§ Task item
In full and unchanged, output the entries that follow.

§ Information
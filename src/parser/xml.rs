// parser/xml.rs
//! XML parser implementation.
//!
//! This module ties the pipeline together:
//! - Strips comments from the raw text
//! - Cuts the remaining text into raw tags
//! - Parses each tag and builds the aliased node tree

use std::sync::Arc;

use tracing::debug;

use super::{builder::TreeBuilder, comments::strip_comments, config::ParserConfig, lexer::Lexer};
use crate::error::Result;
use crate::intern::StringInterner;
use crate::tree::Document;

/// Parser for XML documents
#[derive(Debug)]
pub struct XmlParser {
    /// Source text, comments included
    input: String,
    /// Limits applied while parsing
    config: ParserConfig,
    /// Tag name storage, possibly shared with other parsers
    interner: Arc<StringInterner>,
}

impl XmlParser {
    /// Creates a new XML parser for the given input
    pub fn new(input: &str) -> Result<Self> {
        let config = ParserConfig::default();
        config.validate_input_size(input.len())?;

        Ok(Self {
            input: input.to_string(),
            config,
            interner: Arc::new(StringInterner::new()),
        })
    }

    /// Setter method to configure the parser
    pub fn with_config(mut self, config: ParserConfig) -> Self {
        self.config = config;
        self
    }

    /// Shares tag name storage with other parsers
    pub fn with_interner(mut self, interner: Arc<StringInterner>) -> Self {
        self.interner = interner;
        self
    }

    pub fn config(&self) -> &ParserConfig {
        &self.config
    }

    /// Parses the complete document
    /// # Returns
    /// - Ok(Document) whose root holds the top-level elements
    /// - Err on malformed tags or exceeded limits
    pub fn parse(&self) -> Result<Document> {
        self.config.validate_input_size(self.input.len())?;

        let stripped = strip_comments(&self.input);
        let tags = Lexer::new(&stripped).tokenize()?;
        debug!(tags = tags.len(), "Tokenized document");

        TreeBuilder::new(&self.config, &self.interner).build(&tags)
    }
}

§ Answer section
filename src/parser/xml.rs
// parser/xml.rs
//! XML parser implementation.
//!
//! This module ties the pipeline together:
//! - Strips comments from the raw text
//! - Cuts the remaining text into raw tags
//! - Parses each tag and builds the aliased node tree

use std::sync::Arc;

use tracing::debug;

use super::{builder::TreeBuilder, comments::strip_comments, config::ParserConfig, lexer::Lexer};
use crate::error::Result;
use crate::intern::StringInterner;
use crate::tree::Document;

/// Parser for XML documents
#[derive(Debug)]
pub struct XmlParser {
    /// Source text, comments included
    input: String,
    /// Limits applied while parsing
    config: ParserConfig,
    /// Tag name storage, possibly shared with other parsers
    interner: Arc<StringInterner>,
}

impl XmlParser {
    /// Creates a new XML parser for the given input
    pub fn new(input: &str) -> Result<Self> {
        let config = ParserConfig::default();
        config.validate_input_size(input.len())?;

        Ok(Self {
            input: input.to_string(),
            config,
            interner: Arc::new(StringInterner::new()),
        })
    }

    /// Setter method to configure the parser
    pub fn with_config(mut self, config: ParserConfig) -> Self {
        self.config = config;
        self
    }

    /// Shares tag name storage with other parsers
    pub fn with_interner(mut self, interner: Arc<StringInterner>) -> Self {
        self.interner = interner;
        self
    }

    pub fn config(&self) -> &ParserConfig {
        &self.config
    }

    /// Parses the complete document
    /// # Returns
    /// - Ok(Document) whose root holds the top-level elements
    /// - Err on malformed tags or exceeded limits
    pub fn parse(&self) -> Result<Document> {
        self.config.validate_input_size(self.input.len())?;

        let stripped = strip_comments(&self.input);
        let tags = Lexer::new(&stripped).tokenize()?;
        debug!(tags = tags.len(), "Tokenized document");

        TreeBuilder::new(&self.config, &self.interner).build(&tags)
    }
}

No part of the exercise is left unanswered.